Dennis John (P2 W1 L1) was a caretaker coach for Wales in 1998 in southern Africa while the Welsh Rugby Union went in search of a successor for Kevin Bowring, who had succeeded an interim coach in 1995 when taking over from Alex Evans after the World Cup in South Africa. Evans’s record with Wales was P4 W1 L3. His last match in charge was Wales’s post-World Cup visit to South Africa for the first-ever Test match of the professional era.

Lynn Howells (P2 W2) was Wales’s interim coach for their tour of Japan in 2001 when Graham Henry was coaching the Lions in Australia and Robin McBryde (P2 W2 in North America) similarly filled in for Warren Gatland in 2009 when the New Zealander was in South Africa with the Lions.

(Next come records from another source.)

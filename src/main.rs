use std::path::PathBuf;

use clap::{Parser, Subcommand};
use tracing::{error, info};
use tracing_subscriber::EnvFilter;

use coingecko_history::config::{load_dotenv, Config, DEFAULT_WINDOW};
use coingecko_history::error::Result;
use coingecko_history::export::{
    export_coin_data_to_csv, export_multiple_coins, format_timestamp, save_metrics_csv,
};
use coingecko_history::fetcher::{snapshot_date, CoinGeckoClient};
use coingecko_history::pipeline::table::PRICE;
use coingecko_history::pipeline::{compute_metrics, MetricsTable, NormalizedTable, Summary};
use coingecko_history::types::Days;

/// Rows shown at each end of a printed table.
const PREVIEW_ROWS: usize = 5;

#[derive(Parser, Debug)]
#[command(author, version, about = "CoinGecko market history: fetch, reshape, analyse, export")]
struct Cli {
    #[command(subcommand)]
    command: Command,
}

#[derive(Subcommand, Debug)]
enum Command {
    /// Show the active plan, base URL and (masked) API key
    Config,

    /// Price, market cap and volume for the last N days
    MarketChart {
        coin_id: String,
        #[arg(long = "vs", default_value = "usd")]
        vs_currency: String,
        #[arg(long, default_value = "30")]
        days: Days,
    },

    /// Price, market cap and volume between two dates (YYYY-MM-DD)
    Range {
        coin_id: String,
        #[arg(long)]
        from: String,
        #[arg(long)]
        to: String,
        #[arg(long = "vs", default_value = "usd")]
        vs_currency: String,
    },

    /// Market chart of a token looked up by contract address
    Contract {
        /// Platform id, e.g. ethereum, solana, base
        platform: String,
        contract_address: String,
        #[arg(long = "vs", default_value = "usd")]
        vs_currency: String,
        #[arg(long, default_value = "30")]
        days: Days,
    },

    /// OHLC candles
    Ohlc {
        coin_id: String,
        #[arg(long = "vs", default_value = "usd")]
        vs_currency: String,
        #[arg(long, default_value = "30")]
        days: Days,
    },

    /// Price, market cap and volume on one date (YYYY-MM-DD or DD-MM-YYYY)
    Snapshot { coin_id: String, date: String },

    /// Write market history for one or more coins to CSV
    Export {
        #[arg(required = true)]
        coin_ids: Vec<String>,
        #[arg(long = "vs", default_value = "usd")]
        vs_currency: String,
        #[arg(long, default_value = "90")]
        days: Days,
        /// Output file. Defaults to {coin}_history.csv or multi_coin_history.csv
        #[arg(short, long)]
        out: Option<PathBuf>,
    },

    /// Returns, moving average and volatility over a date range, exported to CSV
    Backtest {
        coin_id: String,
        #[arg(long)]
        from: String,
        #[arg(long)]
        to: String,
        #[arg(long = "vs", default_value = "usd")]
        vs_currency: String,
        #[arg(short, long, default_value_t = DEFAULT_WINDOW)]
        window: i64,
        /// Output file. Defaults to {coin}_backtesting.csv
        #[arg(short, long)]
        out: Option<PathBuf>,
    },
}

#[tokio::main]
async fn main() {
    let cli = Cli::parse();

    load_dotenv();
    let cfg = match Config::from_env() {
        Ok(c) => c,
        Err(e) => {
            eprintln!("Config error: {e}");
            std::process::exit(1);
        }
    };

    tracing_subscriber::fmt()
        .with_env_filter(EnvFilter::new(&cfg.log_level))
        .init();

    if let Err(e) = run(cfg, cli.command).await {
        error!("Fatal error: {e}");
        std::process::exit(1);
    }
}

async fn run(cfg: Config, command: Command) -> Result<()> {
    if let Command::Config = command {
        for line in cfg.describe() {
            println!("{line}");
        }
        return Ok(());
    }

    let client = CoinGeckoClient::new(&cfg)?;
    info!(plan = %cfg.plan, base_url = client.base_url(), "client ready");

    match command {
        Command::Config => {}
        Command::MarketChart {
            coin_id,
            vs_currency,
            days,
        } => {
            let table = client.historical_prices(&coin_id, &vs_currency, days).await?;
            println!("Fetched {} data points", table.len());
            print_table(&table);
        }
        Command::Range {
            coin_id,
            from,
            to,
            vs_currency,
        } => {
            let table = client
                .historical_prices_range(&coin_id, &vs_currency, &from, &to)
                .await?;
            println!("Fetched {} data points for {from} .. {to}", table.len());
            print_table(&table);
        }
        Command::Contract {
            platform,
            contract_address,
            vs_currency,
            days,
        } => {
            let table = client
                .token_history_by_contract(&platform, &contract_address, &vs_currency, days)
                .await?;
            println!("Fetched {} data points for {contract_address}", table.len());
            print_table(&table);
        }
        Command::Ohlc {
            coin_id,
            vs_currency,
            days,
        } => {
            let table = client.ohlc_table(&coin_id, &vs_currency, days).await?;
            println!("Fetched {} candles", table.len());
            print_table(&table);
        }
        Command::Snapshot { coin_id, date } => {
            let date = snapshot_date(&date)?;
            let snap = client.history_snapshot(&coin_id, &date).await?;
            println!(
                "{} on {}:",
                snap.name.as_deref().unwrap_or(&coin_id),
                snap.date
            );
            println!("  Price: {}", money(snap.price_usd, 2));
            println!("  Market Cap: {}", money(snap.market_cap_usd, 0));
            println!("  Volume: {}", money(snap.volume_usd, 0));
        }
        Command::Export {
            coin_ids,
            vs_currency,
            days,
            out,
        } => {
            let path = match coin_ids.as_slice() {
                [coin_id] => {
                    export_coin_data_to_csv(&client, coin_id, &vs_currency, days, out).await?
                }
                _ => export_multiple_coins(&client, &coin_ids, &vs_currency, days, out).await?,
            };
            println!("Saved to {}", path.display());
        }
        Command::Backtest {
            coin_id,
            from,
            to,
            vs_currency,
            window,
            out,
        } => {
            let table = client
                .price_history_range(&coin_id, &vs_currency, &from, &to)
                .await?;
            println!("Retrieved {} data points", table.len());

            let metrics = compute_metrics(table, window)?;
            print_metrics_tail(&metrics, 10);
            if let Some(summary) = Summary::from_metrics(&metrics) {
                print_summary(&summary);
            }

            let path = out.unwrap_or_else(|| PathBuf::from(format!("{coin_id}_backtesting.csv")));
            save_metrics_csv(&path, &metrics)?;
            println!("Data exported to {}", path.display());
        }
    }

    Ok(())
}

fn print_table(table: &NormalizedTable) {
    let names: Vec<&str> = table.column_names().collect();
    println!("{:<23} {}", "timestamp", names.join("  "));

    let n = table.len();
    for i in 0..n {
        if n > PREVIEW_ROWS * 2 && i == PREVIEW_ROWS {
            println!("...");
        }
        if n > PREVIEW_ROWS * 2 && (PREVIEW_ROWS..n - PREVIEW_ROWS).contains(&i) {
            continue;
        }
        if let Some((ts, values)) = table.row(i) {
            let cells: Vec<String> = values.iter().map(|v| format!("{v:.2}")).collect();
            println!("{:<23} {}", format_timestamp(&ts), cells.join("  "));
        }
    }
}

fn print_metrics_tail(metrics: &MetricsTable, rows: usize) {
    let table = metrics.table();
    let Some(prices) = table.column(PRICE) else {
        return;
    };
    println!("\nSample of processed data:");
    println!(
        "{:<23} {:>12} {:>12} {:>12} {:>13} {:>17}",
        "timestamp", "price", "daily_return", "sma_30", "volatility_30", "cumulative_return"
    );
    for i in table.len().saturating_sub(rows)..table.len() {
        println!(
            "{:<23} {:>12.2} {:>12} {:>12} {:>13} {:>17}",
            format_timestamp(&table.index()[i]),
            prices[i],
            metric_cell(metrics.daily_return()[i]),
            metric_cell(metrics.sma()[i]),
            metric_cell(metrics.volatility()[i]),
            metric_cell(metrics.cumulative_return()[i]),
        );
    }
}

/// Four decimals, or `n/a` where the metric has no value.
fn metric_cell(v: Option<f64>) -> String {
    v.map_or_else(|| "n/a".to_string(), |v| format!("{v:.4}"))
}

fn print_summary(s: &Summary) {
    let pct = |v: Option<f64>, dp: usize| v.map_or("n/a".to_string(), |v| format!("{v:.dp$}%"));
    println!("\nSummary statistics:");
    println!("  Start price: {}", money(Some(s.start_price), 2));
    println!("  End price: {}", money(Some(s.end_price), 2));
    println!("  Total return: {}", pct(s.total_return, 1));
    println!("  Average daily return: {}", pct(s.avg_daily_return, 3));
    println!("  Max drawdown day: {}", pct(s.worst_day, 1));
}

/// `$1,234,567.89` style amount. `n/a` when missing.
fn money(v: Option<f64>, decimals: usize) -> String {
    let Some(v) = v else {
        return "n/a".to_string();
    };
    let raw = format!("{:.*}", decimals, v.abs());
    let (int_part, frac_part) = match raw.split_once('.') {
        Some((i, f)) => (i, Some(f)),
        None => (raw.as_str(), None),
    };
    let mut grouped = String::with_capacity(int_part.len() + int_part.len() / 3);
    for (i, ch) in int_part.chars().enumerate() {
        if i > 0 && (int_part.len() - i) % 3 == 0 {
            grouped.push(',');
        }
        grouped.push(ch);
    }
    let sign = if v < 0.0 { "-" } else { "" };
    match frac_part {
        Some(f) => format!("{sign}${grouped}.{f}"),
        None => format!("{sign}${grouped}"),
    }
}

#[cfg(test)]
mod tests {
    use super::*;

    #[test]
    fn money_groups_thousands() {
        assert_eq!(money(Some(64000.5), 2), "$64,000.50");
        assert_eq!(money(Some(1_234_567_890.0), 0), "$1,234,567,890");
        assert_eq!(money(Some(999.0), 2), "$999.00");
        assert_eq!(money(Some(-1500.25), 2), "-$1,500.25");
        assert_eq!(money(None, 2), "n/a");
    }

    #[test]
    fn missing_metrics_print_as_na() {
        assert_eq!(metric_cell(None), "n/a");
        assert_eq!(metric_cell(Some(-2.5)), "-2.5000");
        assert_eq!(metric_cell(Some(0.0)), "0.0000");
    }

    #[test]
    fn cli_parses_backtest_defaults() {
        let cli = Cli::try_parse_from([
            "history", "backtest", "bitcoin", "--from", "2019-01-01", "--to", "2024-01-01",
        ])
        .unwrap();
        match cli.command {
            Command::Backtest {
                coin_id,
                window,
                vs_currency,
                out,
                ..
            } => {
                assert_eq!(coin_id, "bitcoin");
                assert_eq!(window, DEFAULT_WINDOW);
                assert_eq!(vs_currency, "usd");
                assert!(out.is_none());
            }
            other => panic!("expected Backtest, got {other:?}"),
        }
    }

    #[test]
    fn cli_parses_days_max() {
        let cli = Cli::try_parse_from(["history", "market-chart", "ethereum", "--days", "max"]).unwrap();
        match cli.command {
            Command::MarketChart { days, .. } => assert_eq!(days, Days::Max),
            other => panic!("expected MarketChart, got {other:?}"),
        }
        assert!(Cli::try_parse_from(["history", "ohlc", "bitcoin", "--days", "0"]).is_err());
        assert!(Cli::try_parse_from(["history", "export"]).is_err());
    }
}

Scott Johnson was a caretaker coach for Wales (P3 D1 L2) in 2006 when Mike Ruddock left during the Six Nations.

Niall O’Donovan (P2 W2) stood in for Eddie O’Sullivan in Japan in 2005 when the Irish head coach was part of Sir Clive Woodward’s coaching team with the Lions in New Zealand, while Michael Bradley (P2 L2) filled in for Ireland in New Zealand and Australia in 2008 between Eddie O’Sullivan and Declan Kidney.

Richie Dixon (P2 L2) stood in for Scotland in Australia in 1992 when Ian McGeechan was given a sabbatical.

Unions have also appointed temporary coaches to cover one-off Tests between appointments (such as Nigel Davies for Wales against South Africa in 2007). The list also excludes those who were appointed as interim coaches but subsequently had their contracts made permanent (such as Frank Hadden with Scotland in 2005).

 

Can you tell me Cecil Afrika’s record in IRB Sevens matches? Danie Joubert, South Africa

Cecil Afrika has scored 599 points in IRB Sevens Grand Prix events. His total comprises 66 tries and 134 goals (mostly conversions) from the 17 events in which he has appeared (up to and including the 2011-12 season opening event in Australia).

He made his IRB Sevens debut for South Africa in Dubai in 2009.